So, I'm extremely curious to know the experts' thoughts on this.  Specifically: supposing we didn't know anything about QM, is there a way that the action principle could have been explained and motivated within classical physics, as satisfyingly as QM explains it?

asked Jul 24, 2014 in Theoretical Physics by ScottAaronson (795 points) [ no revision ]
Most voted comments show all comments

OK, thanks, although I didn't claim otherwise!  How does this relate to the question?

"He claimed that no matter what the equations of classical physics had been, we could always view them as obeying some sort of action principle; " Could you explain why you are not satisfied with this answer? 

(This is not an answer.) It is truly amazing that nature can be described, quite often, by differential equations and many of them can be derived from an action.  I think Laplace's 'Mécanique Céleste'  be a good place to look for the answer not just for historical reasons but for the simple fact that it was written before quantum mechanics. 

@JiaYiyang: This does not work.
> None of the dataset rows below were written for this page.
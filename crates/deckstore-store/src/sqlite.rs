//! SQLite implementation of the Store trait.
//!
//! This is the primary storage backend for deckstore. It uses rusqlite with
//! bundled SQLite, wrapped in async via tokio::spawn_blocking. SQLite checks
//! `UNIQUE(deck_id, position)` per row, which is exactly the constraint the
//! write plans in `deckstore_core::position` are built to respect.

use std::path::Path;
use std::sync::{Arc, Mutex, MutexGuard};

use async_trait::async_trait;
use rusqlite::{params, Connection, OptionalExtension, Transaction, TransactionBehavior};

use deckstore_core::{
    DeckId, Direction, FieldMap, NewSlide, Slide, SlideField, SlideId, SlideKind, TitleFields,
};

use crate::config::StoreConfig;
use crate::error::{Result, StoreError};
use crate::migration;
use crate::ops;
use crate::traits::Store;
use crate::tx::{InsertSlide, SlideTx};

const SLIDE_COLUMNS: &str =
    "slide_id, deck_id, kind, position, parent_id, tag, title, subtitle, body";

/// SQLite-based store implementation.
///
/// Thread-safe via internal Mutex. All operations use spawn_blocking
/// to avoid blocking the async runtime.
pub struct SqliteStore {
    /// The SQLite connection, protected by a mutex.
    conn: Arc<Mutex<Connection>>,
    config: StoreConfig,
}
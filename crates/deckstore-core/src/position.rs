//! Position planning for a single deck.
//!
//! The backing store checks `UNIQUE(deck_id, position)` after every row
//! write, so any change touching more than one row must pass through values
//! no other row holds. Plans produced here are ordered lists of write phases:
//!
//! - shifts (insert / delete) first move every affected slide to the
//!   negative mirror of its target, then flip all of them positive;
//! - swaps park one slide at [`SENTINEL`], move the other into the vacated
//!   position, then land the parked slide.
//!
//! Executing the writes in order never produces a duplicate position.
//! Nothing in this module performs I/O.

use std::collections::BTreeMap;

use crate::error::PositionError;
use crate::slide::Slide;
use crate::types::SlideId;

/// A position no slide ever holds outside of a swap.
pub const SENTINEL: i64 = 0;

/// The ordering-relevant view of one slide.
#[derive(Debug, Clone, Copy, PartialEq, Eq)]
pub struct PositionEntry {
    pub id: SlideId,
    pub position: u32,
    pub parent_id: Option<SlideId>,
}

impl From<&Slide> for PositionEntry {
    fn from(slide: &Slide) -> Self {
        Self {
            id: slide.id,
            position: slide.position,
            parent_id: slide.parent_id,
        }
    }
}

/// A single row write: set the position of `id`.
///
/// Positions are signed because intermediate phases use negative
/// temporaries and the sentinel.
#[derive(Debug, Clone, Copy, PartialEq, Eq)]
pub struct PositionWrite {
    pub id: SlideId,
    pub position: i64,
}

/// Ordered write phases. Every write of a phase is issued before any write
/// of the next.
#[derive(Debug, Clone, Default, PartialEq, Eq)]
pub struct WritePlan {
    phases: Vec<Vec<PositionWrite>>,
}

impl WritePlan {
    pub fn phases(&self) -> &[Vec<PositionWrite>] {
        &self.phases
    }

    /// All writes, in execution order.
    pub fn writes(&self) -> impl Iterator<Item = &PositionWrite> {
        self.phases.iter().flatten()
    }

    /// Number of row writes.
    pub fn len(&self) -> usize {
        self.phases.iter().map(Vec::len).sum()
    }

    pub fn is_empty(&self) -> bool {
        self.len() == 0
    }

    /// Position each touched slide ends up at.
    pub fn final_positions(&self) -> BTreeMap<SlideId, i64> {
        self.writes().map(|w| (w.id, w.position)).collect()
    }

    fn push_phase(&mut self, phase: Vec<PositionWrite>) {
        if !phase.is_empty() {
            self.phases.push(phase);
        }
    }
}

/// Position right after the last child of `reference`.
///
/// Children are entries whose `parent_id` is `reference`. Without children
/// the new slide goes directly after `reference` itself.
pub fn insertion_point_after_last_child_of(
    snapshot: &[PositionEntry],
    reference: SlideId,
) -> Result<u32, PositionError> {
    let parent = snapshot
        .iter()
        .find(|e| e.id == reference)
        .ok_or(PositionError::UnknownSlide(reference))?;

    let last_child = snapshot
        .iter()
        .filter(|e| e.parent_id == Some(reference))
        .map(|e| e.position)
        .max();

    Ok(last_child.unwrap_or(parent.position) + 1)
}

/// Make room at `from`: every entry at or after it moves down by one.
pub fn shift_for_insert(snapshot: &[PositionEntry], from: u32) -> WritePlan {
    let affected: Vec<(SlideId, i64)> = sorted_desc(snapshot)
        .into_iter()
        .filter(|e| e.position >= from)
        .map(|e| (e.id, i64::from(e.position) + 1))
        .collect();

    two_phase(&affected)
}

/// Close the hole left at `deleted`: every entry after it moves up by one.
pub fn close_gap_for_delete(snapshot: &[PositionEntry], deleted: u32) -> WritePlan {
    let mut affected: Vec<(SlideId, i64)> = sorted_desc(snapshot)
        .into_iter()
        .filter(|e| e.position > deleted)
        .map(|e| (e.id, i64::from(e.position) - 1))
        .collect();
    affected.reverse();

    two_phase(&affected)
}

/// Exchange the positions of two slides.
pub fn swap(a: &PositionEntry, b: &PositionEntry) -> WritePlan {
    let mut plan = WritePlan::default();
    plan.push_phase(vec![PositionWrite {
        id: a.id,
        position: SENTINEL,
    }]);
    plan.push_phase(vec![PositionWrite {
        id: b.id,
        position: i64::from(a.position),
    }]);
    plan.push_phase(vec![PositionWrite {
        id: a.id,
        position: i64::from(b.position),
    }]);
    plan
}

/// Verify that `positions` are exactly `1..=n`.
pub fn check_density(positions: impl IntoIterator<Item = i64>) -> Result<(), PositionError> {
    let mut positions: Vec<i64> = positions.into_iter().collect();
    positions.sort_unstable();

    for (expected, actual) in (1i64..).zip(&positions) {
        if *actual != expected {
            return Err(PositionError::NotDense(format!(
                "expected position {} but found {} among {} slides",
                expected,
                actual,
                positions.len()
            )));
        }
    }
    Ok(())
}

fn sorted_desc(snapshot: &[PositionEntry]) -> Vec<PositionEntry> {
    let mut entries = snapshot.to_vec();
    entries.sort_by(|a, b| b.position.cmp(&a.position));
    entries
}

// Targets are distinct and positive, so their negative mirrors are distinct,
// non-zero, and collide with nothing a live slide holds.
fn two_phase(targets: &[(SlideId, i64)]) -> WritePlan {
    let mut plan = WritePlan::default();
    plan.push_phase(
        targets
            .iter()
            .map(|&(id, target)| PositionWrite {
                id,
                position: -target,
            })
            .collect(),
    );
    plan.push_phase(
        targets
            .iter()
            .map(|&(id, target)| PositionWrite {
                id,
                position: target,
            })
            .collect(),
    );
    plan
}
For example, if your equation is $\dot{x}-x = 0$, minimizing $\int (\dot{x} -x)^2 dt$ gives a second order equation for a mass on a spring, not the first order equation. The reason is that the action principle is defined as extremizing the motion with fixed endpoints, not minimizing absolutely.

It depends, but there are some properties that an extremal formulation obeys--- if the action is not explicitly time-dependent, the dynamics is intrinsically reversible, and obeys a symplectic Liouville principle of conservation of information (Liouville's theorem). These properties are obeyed by nondissipative systems only, as explained in Moretti's answer, and this is the central restriction of Lagrangian formulations--- they are nondissipative, the conserve information. There are exceptions, you can sometimes write a dissipative system as an extremal point of a Lagrangian using an explicitly time-dependent action, but this is only for very special dissipative systems, like the mass on a spring with linear friction, and it doesn't change the principle. Action formulations are symplectic and time-reversible, and fundamentally justified from some sort of fundamental account of information, and this is provided by quantum mechanics ultimately, but you can make some excuses for it classically too, although not as convincing.
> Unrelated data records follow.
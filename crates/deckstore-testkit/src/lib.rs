//! # Deckstore Testkit
//!
//! Testing utilities for deckstore.
//!
//! ## Overview
//!
//! This crate provides:
//!
//! - **Fixtures**: A store plus a deck id, seeded in one call
//! - **Generators**: Proptest strategies for items and operation sequences
//! - **Invariants**: Density and title-slide checks for a listed deck
//! - **Model**: A reference deck that predicts the outcome of every operation
//!
//! ## Property Testing
//!
//! Use the generators with proptest:
//!
//! ```rust,ignore
//! use proptest::prelude::*;
//! use deckstore_testkit::{apply_op, deck_ops, DeckFixture, DeckModel};
//!
//! proptest! {
//!     #[test]
//!     fn store_matches_model(ops in deck_ops(32)) {
//!         let rt = tokio::runtime::Runtime::new().unwrap();
//!         rt.block_on(async {
//!             let fixture = DeckFixture::new();
//!             let mut model = DeckModel::from_slides(&fixture.seed(4).await.unwrap());
//!             for op in &ops {
//!                 apply_op(&fixture.store, &fixture.deck, &mut model, op).await.unwrap();
//!             }
//!         });
//!     }
//! }
//! ```
//!
//! ## Test Fixtures
//!
//! Quickly set up test scenarios:
//!
//! ```rust,ignore
//! use deckstore_testkit::{assert_dense, DeckFixture};
//!
//! let fixture = DeckFixture::new();
//! let slides = fixture.seed(3).await.unwrap();
//! assert_dense(&slides);
//! ```

pub mod fixtures;
pub mod generators;
pub mod invariants;
pub mod model;

pub use fixtures::{jep_items, sample_items, DeckFixture};
pub use generators::{deck_op, deck_ops, new_slides, DeckOp};
pub use invariants::{assert_dense, check_dense};
pub use model::{apply_op, DeckModel};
Most recent comments show all comments

Jie: I'm not satisfied with it because I don't understand in what sense it's actually true.  (Even if it's always true in some formal sense -- which I already don't understand -- is it always true in a sense where any interesting conclusions can be drawn from it?)

If I'm allowed to cheat a bit, given any differential equation $F(x_i, \frac{\partial}{\partial x_i},\frac{\partial^2}{\partial x_i^2}\ldots)=0$, can't I just define the "action" to be $\int F^2$, and require it to be minimized? This of course may lack nice features as there are in standard definition of action(integral over a Lagrangian function), but I think it does imply the question is vacuous in the broadest context.

5 Answers

+ 5 like - 0 dislike

First of all the variational principle just determines the equations of motion and not the motion itself.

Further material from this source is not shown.